In his pro se supplemental brief, Lee makes various claims regarding the effectiveness of his trial counsel. However, a claim of ineffective assistance of counsel should be raised in a 28 U.S.C. § 2255 (2000) motion with the district court rather than on direct appeal, unless the record conclusively demonstrates ineffective assistance. United States v. King, 119 F.3d 290, 295 (4th Cir. 1997) (internal citations and quotations omitted). Such a claim cannot be fairly adjudicated on direct appeal where the appellant has not raised the issue before the district court and there is no statement from counsel on the record. United States v. DeFusco, 949 F.2d 114, 120-21 (4th Cir. 1991). Regarding Lee's claims of ineffective assistance, there is no evidence on the record to support his allegations. Therefore, Lee's claims should be raised as part of a § 2255 motion rather than on direct appeal.
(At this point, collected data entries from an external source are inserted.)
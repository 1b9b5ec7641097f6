//! Shared fixtures: a descriptor set mirroring `proto/flare_report.proto`
//! (subset, same field numbers) and a sample report.

#![allow(dead_code)]

use prost::Message;
use prost_reflect::{DescriptorPool, DynamicMessage, MapKey, Value};
use prost_types::field_descriptor_proto::{Label, Type};
use prost_types::{
    DescriptorProto, EnumDescriptorProto, EnumValueDescriptorProto, FieldDescriptorProto,
    FileDescriptorProto, FileDescriptorSet, MessageOptions,
};
use serde_json::json;
use std::collections::HashMap;
use std::path::{Path, PathBuf};

const PACKAGE: &str = "flare.report";

fn scalar(name: &str, number: i32, ty: Type) -> FieldDescriptorProto {
    FieldDescriptorProto {
        name: Some(name.to_string()),
        number: Some(number),
        label: Some(Label::Optional as i32),
        r#type: Some(ty as i32),
        ..Default::default()
    }
}

fn typed(name: &str, number: i32, ty: Type, type_name: &str, label: Label) -> FieldDescriptorProto {
    FieldDescriptorProto {
        name: Some(name.to_string()),
        number: Some(number),
        label: Some(label as i32),
        r#type: Some(ty as i32),
        type_name: Some(format!(".{}.{}", PACKAGE, type_name)),
        ..Default::default()
    }
}

fn message(name: &str, field: Vec<FieldDescriptorProto>) -> DescriptorProto {
    DescriptorProto {
        name: Some(name.to_string()),
        field,
        ..Default::default()
    }
}

fn report_file() -> FileDescriptorProto {
    let hotspots_entry = DescriptorProto {
        name: Some("MethodHotspotsEntry".to_string()),
        field: vec![scalar("key", 1, Type::String), scalar("value", 2, Type::Int64)],
        options: Some(MessageOptions {
            map_entry: Some(true),
            ..Default::default()
        }),
        ..Default::default()
    };

    let mut cpu_profile = message(
        "CpuProfileData",
        vec![
            scalar("sampling_interval_ms", 3, Type::Int32),
            typed("samples", 4, Type::Message, "StackSample", Label::Repeated),
            typed(
                "method_hotspots",
                5,
                Type::Message,
                "CpuProfileData.MethodHotspotsEntry",
                Label::Repeated,
            ),
        ],
    );
    cpu_profile.nested_type.push(hotspots_entry);

    let thread_state = EnumDescriptorProto {
        name: Some("ThreadState".to_string()),
        value: [
            ("THREAD_STATE_UNSPECIFIED", 0),
            ("THREAD_STATE_RUNNABLE", 2),
            ("THREAD_STATE_WAITING", 4),
        ]
        .iter()
        .map(|(name, number)| EnumValueDescriptorProto {
            name: Some(name.to_string()),
            number: Some(*number),
            ..Default::default()
        })
        .collect(),
        ..Default::default()
    };

    FileDescriptorProto {
        name: Some("flare_report.proto".to_string()),
        package: Some(PACKAGE.to_string()),
        syntax: Some("proto3".to_string()),
        message_type: vec![
            message(
                "ProfilerData",
                vec![
                    scalar("start_time_millis", 1, Type::Int64),
                    scalar("end_time_millis", 2, Type::Int64),
                    scalar("duration_millis", 3, Type::Int64),
                    scalar("sampling_interval_millis", 4, Type::Int64),
                    typed("metadata", 5, Type::Message, "ProfilerMetadata", Label::Optional),
                    typed("snapshots", 8, Type::Message, "PerformanceSnapshot", Label::Repeated),
                    typed("cpu_profile", 9, Type::Message, "CpuProfileData", Label::Optional),
                ],
            ),
            message(
                "ProfilerMetadata",
                vec![
                    scalar("profile_version", 1, Type::Int32),
                    scalar("plugin_version", 2, Type::String),
                ],
            ),
            message(
                "PerformanceSnapshot",
                vec![
                    scalar("timestamp_millis", 1, Type::Int64),
                    typed("heap", 2, Type::Message, "HeapMetrics", Label::Optional),
                    typed("threads", 4, Type::Message, "ThreadMetrics", Label::Optional),
                ],
            ),
            message(
                "HeapMetrics",
                vec![
                    scalar("used", 1, Type::Int64),
                    scalar("max", 2, Type::Int64),
                    scalar("usage_ratio", 5, Type::Double),
                ],
            ),
            message(
                "ThreadMetrics",
                vec![
                    scalar("total_threads", 1, Type::Int32),
                    typed("threads_by_state", 5, Type::Message, "ThreadStateCount", Label::Repeated),
                ],
            ),
            message(
                "ThreadStateCount",
                vec![
                    typed("state", 1, Type::Enum, "ThreadState", Label::Optional),
                    scalar("count", 2, Type::Int32),
                ],
            ),
            cpu_profile,
            message(
                "StackSample",
                vec![
                    scalar("thread_name", 2, Type::String),
                    typed("stack_trace", 4, Type::Message, "StackFrame", Label::Repeated),
                ],
            ),
            message(
                "StackFrame",
                vec![
                    scalar("class_name", 1, Type::String),
                    scalar("method_name", 2, Type::String),
                    scalar("line_number", 4, Type::Int32),
                ],
            ),
        ],
        enum_type: vec![thread_state],
        ..Default::default()
    }
}

/// Serialized `FileDescriptorSet` for the report schema
pub fn descriptor_set_bytes() -> Vec<u8> {
    FileDescriptorSet {
        file: vec![report_file()],
    }
    .encode_to_vec()
}

pub fn report_pool() -> DescriptorPool {
    DescriptorPool::decode(descriptor_set_bytes().as_slice()).unwrap()
}

/// Write `<module>.binpb` into `dir`
pub fn write_descriptor_set(dir: &Path, module: &str) -> PathBuf {
    let path = dir.join(format!("{}.binpb", module));
    std::fs::write(&path, descriptor_set_bytes()).unwrap();
    path
}

fn new_message(pool: &DescriptorPool, name: &str) -> DynamicMessage {
    let descriptor = pool
        .get_message_by_name(&format!("{}.{}", PACKAGE, name))
        .unwrap();
    DynamicMessage::new(descriptor)
}

fn state_count(pool: &DescriptorPool, state: i32, count: i32) -> Value {
    let mut entry = new_message(pool, "ThreadStateCount");
    entry.set_field_by_name("state", Value::EnumNumber(state));
    entry.set_field_by_name("count", Value::I32(count));
    Value::Message(entry)
}

/// A small but fully nested `ProfilerData`
pub fn sample_record(pool: &DescriptorPool) -> DynamicMessage {
    let mut metadata = new_message(pool, "ProfilerMetadata");
    metadata.set_field_by_name("profile_version", Value::I32(3));
    metadata.set_field_by_name("plugin_version", Value::String("1.0.2".to_string()));

    let mut heap = new_message(pool, "HeapMetrics");
    heap.set_field_by_name("used", Value::I64(536_870_912));
    heap.set_field_by_name("max", Value::I64(2_147_483_648));
    heap.set_field_by_name("usage_ratio", Value::F64(0.25));

    let mut threads = new_message(pool, "ThreadMetrics");
    threads.set_field_by_name("total_threads", Value::I32(42));
    threads.set_field_by_name(
        "threads_by_state",
        Value::List(vec![state_count(pool, 2, 12), state_count(pool, 4, 30)]),
    );

    let mut snapshot = new_message(pool, "PerformanceSnapshot");
    snapshot.set_field_by_name("timestamp_millis", Value::I64(1_767_225_601_000));
    snapshot.set_field_by_name("heap", Value::Message(heap));
    snapshot.set_field_by_name("threads", Value::Message(threads));

    let mut frame = new_message(pool, "StackFrame");
    frame.set_field_by_name(
        "class_name",
        Value::String("com.hypixel.hytale.server.core.universe.world.World".to_string()),
    );
    frame.set_field_by_name("method_name", Value::String("tick".to_string()));
    frame.set_field_by_name("line_number", Value::I32(512));

    let mut sample = new_message(pool, "StackSample");
    sample.set_field_by_name("thread_name", Value::String("WorldThread - default".to_string()));
    sample.set_field_by_name("stack_trace", Value::List(vec![Value::Message(frame)]));

    let mut hotspots = HashMap::new();
    hotspots.insert(MapKey::String("World.tick".to_string()), Value::I64(120));
    hotspots.insert(MapKey::String("ChunkStore.load".to_string()), Value::I64(30));

    let mut cpu_profile = new_message(pool, "CpuProfileData");
    cpu_profile.set_field_by_name("sampling_interval_ms", Value::I32(10));
    cpu_profile.set_field_by_name("samples", Value::List(vec![Value::Message(sample)]));
    cpu_profile.set_field_by_name("method_hotspots", Value::Map(hotspots));

    let mut record = new_message(pool, "ProfilerData");
    record.set_field_by_name("start_time_millis", Value::I64(1_767_225_600_000));
    record.set_field_by_name("end_time_millis", Value::I64(1_767_225_660_000));
    record.set_field_by_name("duration_millis", Value::I64(60_000));
    record.set_field_by_name("sampling_interval_millis", Value::I64(1_000));
    record.set_field_by_name("metadata", Value::Message(metadata));
    record.set_field_by_name("snapshots", Value::List(vec![Value::Message(snapshot)]));
    record.set_field_by_name("cpu_profile", Value::Message(cpu_profile));
    record
}

/// JSON the sample record must convert to
pub fn expected_json() -> serde_json::Value {
    json!({
        "start_time_millis": "1767225600000",
        "end_time_millis": "1767225660000",
        "duration_millis": "60000",
        "sampling_interval_millis": "1000",
        "metadata": {
            "profile_version": 3,
            "plugin_version": "1.0.2"
        },
        "snapshots": [
            {
                "timestamp_millis": "1767225601000",
                "heap": {
                    "used": "536870912",
                    "max": "2147483648",
                    "usage_ratio": 0.25
                },
                "threads": {
                    "total_threads": 42,
                    "threads_by_state": [
                        { "state": "THREAD_STATE_RUNNABLE", "count": 12 },
                        { "state": "THREAD_STATE_WAITING", "count": 30 }
                    ]
                }
            }
        ],
        "cpu_profile": {
            "sampling_interval_ms": 10,
            "samples": [
                {
                    "thread_name": "WorldThread - default",
                    "stack_trace": [
                        {
                            "class_name": "com.hypixel.hytale.server.core.universe.world.World",
                            "method_name": "tick",
                            "line_number": 512
                        }
                    ]
                }
            ],
            "method_hotspots": {
                "World.tick": "120",
                "ChunkStore.load": "30"
            }
        }
    })
}

pub fn compress(bytes: &[u8]) -> Vec<u8> {
    zstd::stream::encode_all(bytes, 3).unwrap()
}

/// Encode, compress and write a `.flarereport`
pub fn write_report(path: &Path, record: &DynamicMessage) {
    std::fs::write(path, compress(&record.encode_to_vec())).unwrap();
}

/// Write the sample report to `dir/profile.flarereport`
pub fn write_sample_report(dir: &Path) -> PathBuf {
    let path = dir.join("profile.flarereport");
    write_report(&path, &sample_record(&report_pool()));
    path
}

/// Shell script standing in for `protoc`
///
/// With `descriptor` set it copies that file to the requested
/// `--descriptor_set_out` path; otherwise it fails like a syntax error.
#[cfg(unix)]
pub fn fake_protoc(dir: &Path, descriptor: Option<&Path>) -> PathBuf {
    use std::os::unix::fs::PermissionsExt;

    let body = match descriptor {
        Some(source) => format!(
            "for arg in \"$@\"; do\n  case \"$arg\" in\n    --descriptor_set_out=*) out=\"${{arg#--descriptor_set_out=}}\" ;;\n  esac\ndone\ncp \"{}\" \"$out\"\n",
            source.display()
        ),
        None => "echo 'flare_report.proto:1:1: Expected top-level statement' >&2\nexit 1\n"
            .to_string(),
    };

    let path = dir.join("protoc");
    std::fs::write(&path, format!("#!/bin/sh\n{}", body)).unwrap();
    std::fs::set_permissions(&path, std::fs::Permissions::from_mode(0o755)).unwrap();
    path
}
Lee also alleges that his previous counsel, Michael Meetze, who was appointed from the Federal Public Defender's Office, was improperly removed from his case and replaced by his current attorney, Thomas Nessler, Jr. Lee claims that Meetze was removed by the district court due to an alleged conflict of interest regarding a witness for the Government. However, Lee asserts that no conflict actually existed and that the Government used the witness, who was never called at trial, to circumvent his right to a speedy trial.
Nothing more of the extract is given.